Un an après la promulgation de la loi sur l’alimentation issue des États-généraux de l’alimentation (EGA), visant notamment à encadrer les promotions en grandes surfaces, le constat est en demi-teinte. « Avant la mise en application du texte, 11 % des promotions dépassaient 34 % de remise sur le prix initial. C’était notamment le cas des boissons sans alcool (24 %), contre seulement 9 % du frais non laitier, et 3 % du rayon de la crémerie. À partir de la treizième semaine de 2019, plus aucune promotion ne dépassait 34 % de remise. »
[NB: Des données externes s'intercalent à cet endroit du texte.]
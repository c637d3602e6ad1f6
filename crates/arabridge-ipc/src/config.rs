//! Connection configuration.

use crate::channel::DeliveryMode;
use crate::error::{IpcError, Result};
use std::time::Duration;

/// Timing and sizing knobs of a [`Connection`](crate::Connection).
#[derive(Debug, Clone)]
pub struct ConnectionConfig {
    /// How long a blocked caller waits for IPC work before checking again
    /// (and, on the creation thread, before calling the wait-for-message delegate).
    pub poll_interval: Duration,

    /// Preallocated routed-message slots on the other-threads channel.
    /// Sized for the number of threads expected to call concurrently; the table
    /// grows past it if needed.
    pub routed_message_slots: usize,

    /// How long a channel delivery thread waits for a frame before checking
    /// whether it should stop.
    pub delivery_poll_interval: Duration,
}

impl Default for ConnectionConfig {
    fn default() -> Self {
        Self {
            poll_interval: Duration::from_millis(1),
            routed_message_slots: 8,
            delivery_poll_interval: Duration::from_millis(50),
        }
    }
}

impl ConnectionConfig {
    pub fn validate(&self) -> Result<()> {
        if self.poll_interval.is_zero() || self.poll_interval > Duration::from_secs(1) {
            return Err(IpcError::InvalidConfig(format!(
                "poll_interval {:?} out of range (0-1s, exclusive of 0)",
                self.poll_interval
            )));
        }
        if self.routed_message_slots == 0 {
            return Err(IpcError::InvalidConfig(
                "routed_message_slots must be at least 1".to_string(),
            ));
        }
        if self.delivery_poll_interval.is_zero() {
            return Err(IpcError::InvalidConfig(
                "delivery_poll_interval must be non-zero".to_string(),
            ));
        }
        Ok(())
    }

    /// Delivery mode for channels that route on their own thread, using this
    /// configuration's delivery poll interval.
    pub fn threaded_delivery(&self) -> DeliveryMode {
        DeliveryMode::Threaded {
            poll_interval: self.delivery_poll_interval,
        }
    }
}
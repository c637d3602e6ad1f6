//! Typed remote calls over an arabridge [`Connection`](arabridge_ipc::Connection).
//!
//! - [`method_id`]: the catalog of message ids both processes agree on
//! - [`RemoteCaller`]: "call method X with these arguments" as one blocking round trip
//! - [`HandleRegistry`] / [`RemoteRef`]: opaque cross-process object references
//! - [`bootstrap`]: factory discovery and session setup, host and plug-in side
//!
//! ## Usage
//!
//! ```ignore
//! use arabridge_remote::{method_id::content_access_controller, RemoteCaller};
//!
//! let caller = RemoteCaller::new(connection);
//! let count: usize = caller.call(
//!     content_access_controller::GET_CONTENT_READER_EVENT_COUNT,
//!     (reader,),
//! )?;
//! ```

pub mod bootstrap;
pub mod caller;
pub mod error;
pub mod handle;
pub mod method_id;

pub use bootstrap::{
    playback_role, BindingRecord, BootstrapClient, BootstrapService, DocumentControllerRecord,
    EndpointProvider, StaticEndpoint,
};
pub use caller::{encode_args, DecodeArgs, EncodeArgs, RemoteCaller};
pub use error::{RemoteError, Result};
pub use handle::{HandleRegistry, RemoteRef};
pub use method_id::{classify, method_id, method_name, BootstrapCall, Interface, MessageClass};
Pour autant, les contournements de la loi n’ont pas tardé à apparaître. « Depuis septembre, on observe des offres permettant de cumuler une promotion sur un produit et des remises sur un panier, rapporte Olivier Dauvers. De la même manière, il est possible de proposer un produit offert pour un acheté, tant que le second n’est pas identique au premier, et que le terme “gratuit” n’est pas employé. »

V. Gu.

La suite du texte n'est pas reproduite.